• What this task involves
Restate the material verbatim, every line included.

◆ ◆ ◆

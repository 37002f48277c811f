use crate::error::Result;
use crate::model::Hmm;
use ndarray::prelude::*;

/// The output of the forward pass over one observation sequence.
#[derive(Clone, Debug, PartialEq)]
pub struct Forward {
    /// A $T × N$ matrix: $α_i(t) = P(Y_0=y_0, \ldots, Y_t=y_t, X_t=i | θ)$
    pub alpha: Array2<f64>,
    /// $P(Y|θ) = \sum_i α_i(T-1)$
    pub likelihood: f64,
}

impl Hmm {
    /// The forward algorithm. Runs in $O(N^2 T)$.
    ///
    /// $$α_i(0) = π_i b_i(y_0)$$
    ///
    /// $$α_i(t) = b_i(y_t) \sum_j α_j(t-1) a_{ji}$$
    ///
    /// No rescaling is applied, so long sequences underflow towards zero.
    pub fn forward(&self, ys: &[usize]) -> Result<Forward> {
        self.validate_observations(ys)?;
        Ok(self.forward_unchecked(ys))
    }

    /// $P(Y|θ)$, summed over every hidden state path.
    pub fn likelihood(&self, ys: &[usize]) -> Result<f64> {
        self.forward(ys).map(|forward| forward.likelihood)
    }

    pub(crate) fn forward_unchecked(&self, ys: &[usize]) -> Forward {
        let mut alpha = Array2::<f64>::zeros((ys.len(), self.n()));
        for (t, &y) in ys.iter().enumerate() {
            let transition_probs = if t == 0 {
                self.pi.to_owned()
            } else {
                alpha.row(t - 1).dot(&self.a)
            };
            alpha
                .row_mut(t)
                .assign(&(transition_probs * &self.b.column(y)));
        }

        let likelihood = alpha
            .rows()
            .into_iter()
            .last()
            .map_or(0.0, |alpha_last| alpha_last.sum());
        Forward { alpha, likelihood }
    }
}

#[cfg(test)]
mod tests {
    use crate::error::HmmError;
    use crate::test_fixtures::*;
    use ndarray::array;
    use spectral::prelude::*;

    /// Calculated by hand from the parameters of HMM_WEATHER
    #[test]
    fn forward_weather() {
        let forward = HMM_WEATHER.forward(&[0, 0, 1]).unwrap();
        let expected = array![[0.45, 0.1], [0.3195, 0.039], [0.023925, 0.0954]];
        for (actual, expected) in forward.alpha.iter().zip(expected.iter()) {
            assert_that(actual).is_close_to(*expected, 1e-12);
        }
        assert_that(&forward.likelihood).is_close_to(0.119325, 1e-12);
    }

    #[test]
    fn single_step_is_the_base_case() {
        let mut hmm = HMM_WEATHER.clone();
        hmm.set_t(1).unwrap();
        let forward = hmm.forward(&[1]).unwrap();
        assert_eq!(forward.alpha.dim(), (1, 2));
        // π_0 b_0(1) + π_1 b_1(1)
        assert_that(&forward.likelihood).is_close_to(0.5 * 0.1 + 0.5 * 0.8, 1e-15);
    }

    #[test]
    fn certain_sequence() {
        let hmm = periodic(3);
        assert_eq!(hmm.likelihood(&[1, 0, 1]).unwrap(), 1.0);
        assert_eq!(hmm.likelihood(&[0, 1, 0]).unwrap(), 0.0);
    }

    #[test]
    fn likelihoods_of_every_sequence_sum_to_one() {
        let hmm = fancy(2);
        let total: f64 = [[0, 0], [0, 1], [1, 0], [1, 1]]
            .iter()
            .map(|ys| hmm.likelihood(ys).unwrap())
            .sum();
        assert_that(&total).is_close_to(1.0, 1e-12);
    }

    #[test]
    fn rejects_malformed_observations() {
        assert!(matches!(
            HMM_WEATHER.forward(&[0, 0]),
            Err(HmmError::InvalidInput(_))
        ));
        assert!(matches!(
            HMM_WEATHER.likelihood(&[0, 0, 2]),
            Err(HmmError::InvalidInput(_))
        ));
    }
}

◆ ◆ ◆

• Response for this exercise
repository 37002f48277c811f
use crate::error::Result;
use crate::model::Hmm;
use ndarray::prelude::*;

/// The output of the forward pass over one observation sequence.
#[derive(Clone, Debug, PartialEq)]
pub struct Forward {
    /// A $T × N$ matrix: $α_i(t) = P(Y_0=y_0, \ldots, Y_t=y_t, X_t=i | θ)$
    pub alpha: Array2<f64>,
    /// $P(Y|θ) = \sum_i α_i(T-1)$
    pub likelihood: f64,
}

impl Hmm {
    /// The forward algorithm. Runs in $O(N^2 T)$.
    ///
    /// $$α_i(0) = π_i b_i(y_0)$$
    ///
    /// $$α_i(t) = b_i(y_t) \sum_j α_j(t-1) a_{ji}$$
    ///
    /// No rescaling is applied, so long sequences underflow towards zero.
    pub fn forward(&self, ys: &[usize]) -> Result<Forward> {
        self.validate_observations(ys)?;
        Ok(self.forward_unchecked(ys))
    }

    /// $P(Y|θ)$, summed over every hidden state path.
    pub fn likelihood(&self, ys: &[usize]) -> Result<f64> {
        self.forward(ys).map(|forward| forward.likelihood)
    }

    pub(crate) fn forward_unchecked(&self, ys: &[usize]) -> Forward {
        let mut alpha = Array2::<f64>::zeros((ys.len(), self.n()));
        for (t, &y) in ys.iter().enumerate() {
            let transition_probs = if t == 0 {
                self.pi.to_owned()
            } else {
                alpha.row(t - 1).dot(&self.a)
            };
            alpha
                .row_mut(t)
                .assign(&(transition_probs * &self.b.column(y)));
        }

        let likelihood = alpha
            .rows()
            .into_iter()
            .last()
            .map_or(0.0, |alpha_last| alpha_last.sum());
        Forward { alpha, likelihood }
    }
}

#[cfg(test)]
mod tests {
    use crate::error::HmmError;
    use crate::test_fixtures::*;
    use ndarray::array;
    use spectral::prelude::*;

    /// Calculated by hand from the parameters of HMM_WEATHER
    #[test]
    fn forward_weather() {
        let forward = HMM_WEATHER.forward(&[0, 0, 1]).unwrap();
        let expected = array![[0.45, 0.1], [0.3195, 0.039], [0.023925, 0.0954]];
        for (actual, expected) in forward.alpha.iter().zip(expected.iter()) {
            assert_that(actual).is_close_to(*expected, 1e-12);
        }
        assert_that(&forward.likelihood).is_close_to(0.119325, 1e-12);
    }

    #[test]
    fn single_step_is_the_base_case() {
        let mut hmm = HMM_WEATHER.clone();
        hmm.set_t(1).unwrap();
        let forward = hmm.forward(&[1]).unwrap();
        assert_eq!(forward.alpha.dim(), (1, 2));
        // π_0 b_0(1) + π_1 b_1(1)
        assert_that(&forward.likelihood).is_close_to(0.5 * 0.1 + 0.5 * 0.8, 1e-15);
    }

    #[test]
    fn certain_sequence() {
        let hmm = periodic(3);
        assert_eq!(hmm.likelihood(&[1, 0, 1]).unwrap(), 1.0);
        assert_eq!(hmm.likelihood(&[0, 1, 0]).unwrap(), 0.0);
    }

    #[test]
    fn likelihoods_of_every_sequence_sum_to_one() {
        let hmm = fancy(2);
        let total: f64 = [[0, 0], [0, 1], [1, 0], [1, 1]]
            .iter()
            .map(|ys| hmm.likelihood(ys).unwrap())
            .sum();
        assert_that(&total).is_close_to(1.0, 1e-12);
    }

    #[test]
    fn rejects_malformed_observations() {
        assert!(matches!(
            HMM_WEATHER.forward(&[0, 0]),
            Err(HmmError::InvalidInput(_))
        ));
        assert!(matches!(
            HMM_WEATHER.likelihood(&[0, 0, 2]),
            Err(HmmError::InvalidInput(_))
        ));
    }
}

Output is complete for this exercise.